Aim of the exercise: List each line of the data that holds the string "push".

------------------------------------

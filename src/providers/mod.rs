//! Built-in providers and the registry that wires providers into a manager.

mod database;
mod declarative;
mod site_settings;

pub use database::{DatabaseProvider, PASSWORD_VAR};
pub use declarative::DeclarativeProvider;
pub use site_settings::SiteSettingsProvider;

use crate::error::OrchestratorError;
use crate::manager::OverlayManager;
use crate::provider::ConfigProvider;
use crate::settings::OrchestratorSettings;

/// Identifiers accepted by [`builtin`].
pub const BUILTIN_PROVIDERS: &[&str] = &[site_settings::ID, database::ID];

/// Construct a built-in provider by id. `lookup` resolves process variables
/// the provider needs (the database password). A missing password does not
/// fail construction; the database provider reports it when applied.
pub fn builtin(
    name: &str,
    lookup: impl Fn(&str) -> Option<String>,
) -> Result<Box<dyn ConfigProvider>, OrchestratorError> {
    match name {
        site_settings::ID => Ok(Box::new(SiteSettingsProvider::default())),
        database::ID => Ok(Box::new(DatabaseProvider::from_lookup(lookup))),
        _ => Err(OrchestratorError::UnknownProvider {
            name: name.to_string(),
            available: BUILTIN_PROVIDERS.join(", "),
        }),
    }
}

/// Register the configured built-ins, in order, followed by the declarative
/// providers found in `provider_path`.
pub fn register_providers(
    manager: &mut OverlayManager,
    settings: &OrchestratorSettings,
) -> Result<(), OrchestratorError> {
    register_providers_with(manager, settings, |name| std::env::var(name).ok())
}

/// [`register_providers`] with an explicit variable lookup.
pub fn register_providers_with(
    manager: &mut OverlayManager,
    settings: &OrchestratorSettings,
    lookup: impl Fn(&str) -> Option<String>,
) -> Result<(), OrchestratorError> {
    for name in &settings.builtin_providers {
        manager.add_provider(builtin(name, &lookup)?);
    }

    for provider in
        DeclarativeProvider::discover(&settings.provider_path, &settings.provider_namespace)?
    {
        manager.add_provider(Box::new(provider));
    }

    tracing::debug!(count = manager.providers().len(), "providers registered");
    Ok(())
}
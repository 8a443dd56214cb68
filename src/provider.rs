//! Provider contract: a named unit of configuration overrides.

use toml::{Table, Value};

use crate::error::OrchestratorError;

/// Descriptive metadata every provider carries.
#[derive(Debug, Clone, PartialEq)]
pub struct ProviderInfo {
    /// Identifier shown in listings and used to select built-ins.
    pub id: String,
    /// Logical grouping name, usually the main configuration object touched.
    pub name: String,
    pub description: String,
    environments: Vec<String>,
}

impl ProviderInfo {
    /// Build provider metadata. Duplicate environments are dropped, keeping
    /// the first occurrence.
    pub fn new<I, S>(
        id: impl Into<String>,
        name: impl Into<String>,
        description: impl Into<String>,
        environments: I,
    ) -> Self
    where
        I: IntoIterator<Item = S>,
        S: Into<String>,
    {
        let mut unique: Vec<String> = Vec::new();
        for env in environments {
            let env = env.into();
            if !unique.contains(&env) {
                unique.push(env);
            }
        }
        Self {
            id: id.into(),
            name: name.into(),
            description: description.into(),
            environments: unique,
        }
    }

    pub fn environments(&self) -> &[String] {
        &self.environments
    }
}

/// A source of per-environment configuration overrides.
pub trait ConfigProvider {
    fn info(&self) -> &ProviderInfo;

    /// Environments this provider applies to.
    fn applicable_environments(&self) -> &[String] {
        self.info().environments()
    }

    /// Exact, case-sensitive membership test.
    fn applies_to(&self, environment: &str) -> bool {
        self.applicable_environments()
            .iter()
            .any(|env| env == environment)
    }

    /// Overrides for `environment`, keyed by configuration object name.
    ///
    /// Must succeed for every applicable environment. An error means the
    /// provider itself is broken and aborts the whole run.
    fn configuration_overrides(&self, environment: &str)
    -> Result<ConfigOverrides, OrchestratorError>;
}

/// Insertion-ordered map of configuration object name to settings.
#[derive(Debug, Clone, Default, PartialEq)]
pub struct ConfigOverrides {
    entries: Vec<(String, Table)>,
}

impl ConfigOverrides {
    pub fn new() -> Self {
        Self::default()
    }

    /// Builder form of [`insert`](Self::insert).
    pub fn with(mut self, name: impl Into<String>, settings: Table) -> Self {
        self.insert(name, settings);
        self
    }

    /// Add settings for an object. An existing entry is replaced where it
    /// stands, so order is that of first insertion.
    pub fn insert(&mut self, name: impl Into<String>, settings: Table) {
        let name = name.into();
        match self.entries.iter_mut().find(|(n, _)| *n == name) {
            Some((_, existing)) => *existing = settings,
            None => self.entries.push((name, settings)),
        }
    }

    pub fn get(&self, name: &str) -> Option<&Table> {
        self.entries
            .iter()
            .find(|(n, _)| n == name)
            .map(|(_, settings)| settings)
    }

    pub fn iter(&self) -> impl Iterator<Item = (&str, &Table)> {
        self.entries.iter().map(|(n, s)| (n.as_str(), s))
    }

    pub fn len(&self) -> usize {
        self.entries.len()
    }

    pub fn is_empty(&self) -> bool {
        self.entries.is_empty()
    }
}

impl IntoIterator for ConfigOverrides {
    type Item = (String, Table);
    type IntoIter = std::vec::IntoIter<(String, Table)>;

    fn into_iter(self) -> Self::IntoIter {
        self.entries.into_iter()
    }
}

impl<N: Into<String>> FromIterator<(N, Table)> for ConfigOverrides {
    fn from_iter<T: IntoIterator<Item = (N, Table)>>(iter: T) -> Self {
        let mut overrides = Self::new();
        for (name, settings) in iter {
            overrides.insert(name, settings);
        }
        overrides
    }
}

/// Build a settings table from key/value pairs, in order.
pub fn settings<K, V, I>(entries: I) -> Table
where
    I: IntoIterator<Item = (K, V)>,
    K: Into<String>,
    V: Into<Value>,
{
    entries
        .into_iter()
        .map(|(k, v)| (k.into(), v.into()))
        .collect()
}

------------------------------------

Task solution:
                unique.push(env);
            None => self.entries.push((name, settings)),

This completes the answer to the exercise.